To your second question, I'd say that the person who never gets stuck probably 
has a very, very boring life. In every example Pirsig offers, the person who 
got stuck was trying to solve a practical problem or accomplish a particular 
task. In each case, somebody was trying to set something right or do something 
well. If one only ever follows the well-worn path, paints only by numbers and 
otherwise leads a cookie-cutter life, i suppose one could avoid getting stuck. 
That's fine if you're a plant or a Republican, I suppose.
If you got my main point, Matt, then you probably realize how absurd it would 
be to ask the same sort of question about following DQ. Pirsig says DQ is the 
primary empirical reality, "an EXPERIENCE. It is not a judgement about 
experience. It is not a description of experience. The value itself is an 
experience. As such it is completely predictable. It is verifiable by anyone 
who cares to do so. It is reproducible. Of all experience it is the least 
ambiguous, least mistakable there is. Later the person may generate some oaths 
to describe this low value, but the value will always come first, the oaths 
second." (LILA 66) How do I know when I am following DQ? That's like asking how 
do I know when I'm grooving on it, digging it, in the zone. You just know from 
your own experience. I mean, this is not a JUST a prescription. It's an 
observation. This is what people do, especially creative people. Doesn't 
everybody know this, even if they don't have jargon for it? Yea, in fact, Pirsi
 g says intellectuals have the hardest time seeing this and I strongly suspect 
this has a lot do with your trouble. I've noticed your tendency to anxiously 
use DQ as a "placeholder" until [Whew!] the static concepts can finally come to 
the rescue and finally resolve or settle things for us. You can't see it 
because it's way too obvious for a mind like yours, eh? 

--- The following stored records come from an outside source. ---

//! Collaborator interfaces consumed by the setup surface.
//!
//! The core never renders, translates, notifies or talks to the network on
//! its own. It calls these traits, injected by the surrounding application.
//! Calls are fire-and-forget: the core's own state is already updated when
//! they run, and no completion is awaited.

use std::collections::HashMap;
use std::fmt;
use std::sync::Arc;
use tracing::{error, info};

use crate::models::{InputDraft, SavedInputs};

/// Translation keys used by the setup surface.
pub mod keys {
    /// Panel title in the public version.
    pub const PUBLIC_PROMPT_CONFIG_TITLE: &str = "app.chat.publicPromptConfigTitle";
    /// Panel title in the private version while editing.
    pub const PRIVATE_PROMPT_CONFIG_TITLE: &str = "app.chat.privatePromptConfigTitle";
    /// Status line shown next to the edit affordance.
    pub const CONFIG_STATUS_DES: &str = "app.chat.configStatusDes";
    /// Suffix for optional input placeholders.
    pub const OPTIONAL: &str = "app.variableTable.optional";
    /// Error shown when required values are missing.
    pub const VALUE_OF_VAR_REQUIRED: &str = "app.errorMessage.valueOfVarRequired";
    /// Privacy footer, text before the link.
    pub const PRIVACY_POLICY_LEFT: &str = "app.chat.privacyPolicyLeft";
    /// Privacy footer, link text.
    pub const PRIVACY_POLICY_MIDDLE: &str = "app.chat.privacyPolicyMiddle";
    /// Privacy footer, text after the link.
    pub const PRIVACY_POLICY_RIGHT: &str = "app.chat.privacyPolicyRight";
    /// Heading above the example questions.
    pub const EXAMPLE_QUESTIONS_TITLE: &str = "app.chat.exampleQuestionsTitle";
}

/// Localized text lookup.
pub trait Translator: Send + Sync {
    /// Returns the localized text for `key`.
    fn translate(&self, key: &str) -> String;
}

/// Severity of a user notification.
#[derive(Debug, Clone, Copy, PartialEq, Eq)]
pub enum NotificationKind {
    /// Informational message.
    Info,
    /// Error message.
    Error,
}

impl fmt::Display for NotificationKind {
    fn fmt(&self, f: &mut fmt::Formatter<'_>) -> fmt::Result {
        match self {
            Self::Info => write!(f, "info"),
            Self::Error => write!(f, "error"),
        }
    }
}

/// Non-blocking user notification (toast).
pub trait Notifier: Send + Sync {
    /// Shows `message` for `duration_ms` milliseconds.
    fn notify(&self, kind: NotificationKind, message: &str, duration_ms: u64);
}

/// Starts a conversation with the given variable values.
pub trait ChatStarter: Send + Sync {
    /// Begins the conversation. Asynchronous from the core's perspective.
    fn start_chat(&self, draft: &InputDraft);
}

/// The context that owns saved inputs and the first outgoing message.
pub trait InputsOwner: Send + Sync {
    /// Saved inputs changed (successful confirm).
    ///
    /// Handing the same snapshot back through
    /// [`WelcomeController::sync_saved_inputs`](super::WelcomeController::sync_saved_inputs)
    /// is a no-op; a snapshot rebuilt from its values carries a new identity
    /// and re-seeds the surface.
    fn on_inputs_change(&self, saved: &SavedInputs);

    /// A pre-filled first message was chosen (example question).
    fn on_default_query(&self, text: &str);
}

/// The full set of injected collaborators.
#[derive(Clone)]
pub struct Collaborators {
    /// Text lookup.
    pub translator: Arc<dyn Translator>,
    /// Toast notifications.
    pub notifier: Arc<dyn Notifier>,
    /// Conversation start.
    pub chat: Arc<dyn ChatStarter>,
    /// Saved-input and default-query owner.
    pub owner: Arc<dyn InputsOwner>,
}

impl Collaborators {
    /// Bundles collaborators.
    #[must_use]
    pub fn new(
        translator: Arc<dyn Translator>,
        notifier: Arc<dyn Notifier>,
        chat: Arc<dyn ChatStarter>,
        owner: Arc<dyn InputsOwner>,
    ) -> Self {
        Self {
            translator,
            notifier,
            chat,
            owner,
        }
    }

    /// Collaborators that only log, for tooling and previews.
    #[must_use]
    pub fn detached(translator: CatalogTranslator) -> Self {
        let sink = Arc::new(TracingSink);
        Self {
            translator: Arc::new(translator),
            notifier: Arc::new(TracingNotifier),
            chat: sink.clone(),
            owner: sink,
        }
    }
}

impl fmt::Debug for Collaborators {
    fn fmt(&self, f: &mut fmt::Formatter<'_>) -> fmt::Result {
        f.debug_struct("Collaborators").finish_non_exhaustive()
    }
}

/// Table-driven translator that falls back to the key itself.
#[derive(Debug, Clone, Default)]
pub struct CatalogTranslator {
    entries: HashMap<String, String>,
}

impl CatalogTranslator {
    /// Creates an empty catalog.
    #[must_use]
    pub fn new() -> Self {
        Self::default()
    }

    /// Creates a catalog with English text for every key in [`keys`].
    #[must_use]
    pub fn english() -> Self {
        let entries = [
            (keys::PUBLIC_PROMPT_CONFIG_TITLE, "Prompt"),
            (keys::PRIVATE_PROMPT_CONFIG_TITLE, "Conversation settings"),
            (
                keys::CONFIG_STATUS_DES,
                "Before starting, you can modify the conversation settings",
            ),
            (keys::OPTIONAL, "Optional"),
            (
                keys::VALUE_OF_VAR_REQUIRED,
                "Variable values cannot be empty",
            ),
            (keys::PRIVACY_POLICY_LEFT, "Please read the "),
            (keys::PRIVACY_POLICY_MIDDLE, "privacy policy"),
            (
                keys::PRIVACY_POLICY_RIGHT,
                " provided by the app developer.",
            ),
            (keys::EXAMPLE_QUESTIONS_TITLE, "You can try the examples below"),
        ]
        .into_iter()
        .map(|(k, v)| (k.to_string(), v.to_string()))
        .collect();
        Self { entries }
    }

    /// Adds or replaces entries.
    #[must_use]
    pub fn with_entries<I, K, V>(mut self, entries: I) -> Self
    where
        I: IntoIterator<Item = (K, V)>,
        K: Into<String>,
        V: Into<String>,
    {
        self.entries
            .extend(entries.into_iter().map(|(k, v)| (k.into(), v.into())));
        self
    }
}

impl Translator for CatalogTranslator {
    fn translate(&self, key: &str) -> String {
        self.entries
            .get(key)
            .cloned()
            .unwrap_or_else(|| key.to_string())
    }
}

/// Notifier that writes notifications to the log.
#[derive(Debug, Clone, Copy, Default)]
pub struct TracingNotifier;

impl Notifier for TracingNotifier {
    fn notify(&self, kind: NotificationKind, message: &str, duration_ms: u64) {
        match kind {
            NotificationKind::Info => info!(duration_ms, "{message}"),
            NotificationKind::Error => error!(duration_ms, "{message}"),
        }
    }
}

/// Chat starter and inputs owner that only log.
#[derive(Debug, Clone, Copy, Default)]
pub struct TracingSink;

impl ChatStarter for TracingSink {
    fn start_chat(&self, draft: &InputDraft) {
        info!(variables = draft.len(), "chat start requested");
    }
}

impl InputsOwner for TracingSink {
    fn on_inputs_change(&self, saved: &SavedInputs) {
        info!(snapshot = %saved.id, variables = saved.values().len(), "saved inputs changed");
    }

    fn on_default_query(&self, text: &str) {
        info!(length = text.len(), "default query chosen");
    }
}

#[cfg(test)]
mod tests {
    use super::*;

    #[test]
    fn test_catalog_falls_back_to_key() {
        let catalog = CatalogTranslator::new();
        assert_eq!(catalog.translate("app.unknown"), "app.unknown");
    }

    #[test]
    fn test_catalog_overrides_english() {
        let catalog = CatalogTranslator::english().with_entries([(keys::OPTIONAL, "可选")]);

        assert_eq!(catalog.translate(keys::OPTIONAL), "可选");
        assert_eq!(catalog.translate(keys::PUBLIC_PROMPT_CONFIG_TITLE), "Prompt");
    }
}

"This Quality, this feeling for the work, is something known in every shop." 
(ZAMM 285)


Matt said to dmb:
Are there not self-confident people who never feel stuck?  Isn't "stuckness" a 
function of being self-conscious about a problem having arisen, a function of a 
seed of doubt?  Wouldn't you never feel stuck if you never doubted the static 
patterns handed to you through acculturation? Isn't the inability to feel stuck 
the smug serenity we despise occasionally in the faith-based spiritualist?


dmb says:
Ego will get you stuck faster than anything. Chris's ego climbing is set side 
by side with the imitators who get their Aristotelian 'A's, eh? And the artful 
mechanic is one who identifies with the machine and with the task in an egoless 
way. So, no, I don't think "self-confidence" is part of the equation. 
Competence is another story. 
Yea, to address the second question, if you get stuck it very likely means you 
were trying to do something. I think the idea is that you are faced with a 
problem that cannot be solved by the existing static patterns. Your tools or 
conceptual categories aren't up to the task. They've been inadequate or even 
obsolete and the only way out is to grow, to push beyond those old limits. It's 
in the folklore, you know. That's what people mean when they say 'necessity is 
the mother of invention'. It mean you got creative because you had a particular 
need and it could not be met with the existing options, so you invent a new 
option.
To the third point, I'd say that cultures grow in the same way as people do. 
Pirsig says the old ways of thinking aren't working in our culture because they 
cannot assimilate all the new irrational values and the new art forms, or the 
experiences people have. It's the same sort of cramped situation wherein we 
have expanded beyond the size of the old skin. This was also part of the lesson 
of the Zuni Brujo, who somehow knew that his tribe wouldn't survive if they 
didn't take on some new ways of thinking. 
Finally, I'd say that faith-based religiosity is usually a matter of very 
deliberately choosing to walk the well-worn path, an extreme form of clinging 
to and being controlled by static patterns. Historically speaking, under 
theism, creativity is the kind of thing that'll get you killed and precise 
maintenance of ritual and dogma would make you rich and powerful. Today, sadly, 
mainstream religion it's an elaborate system of delusion and denial - and an 
extremely reactionary political force. It retards the growth of individuals and 
the whole culture. Faith-based religions are a form of degenerate evil and I 
think the anti-evolutionary energy is exactly what makes it so. On this point 
especially, I think Pirsig totally nailed it.  


Matt said:
I'm not sure you offered another criterion for knowing whether you are being 
controlled by the static/conceptual other than stuckness in your comparative 
list of pragmatist vocabularies, but I'm not sure how well it works.



dmb says:

You're missing the point. Stuckness was not the point. It was just one of many 
ways to illustrate the point, which is that everything in Pirsig hangs together 
when you understand the sq/DQ distinction as the discrepancy between concepts 
and reality. I'm saying that Pirsig gives us lots of concrete examples of what 
it means to follow DQ and I'm trying to show how other philosophers describe 
this same distinction. 

Seems like you breezed right past the actual point and got stuck on stuckness, 
of all things. I'm especially trying to explain what Pirsig's DQ or James's 
pure experience refers to but your questions are all about the 
static/conceptual side. How is it that DQ just sort of evaporates when that is 
the whole point? How can DQ be the good and be the negative value in the hot 
stove example? That's the question, right? It's all about DQ and my post was an 
answer all about DQ and your response ain't got no DQ nowhere, nohow. Poof, 
it's just off the table. You preformed a disappearing act on my main point and 
all the supporting material - like three times in a row.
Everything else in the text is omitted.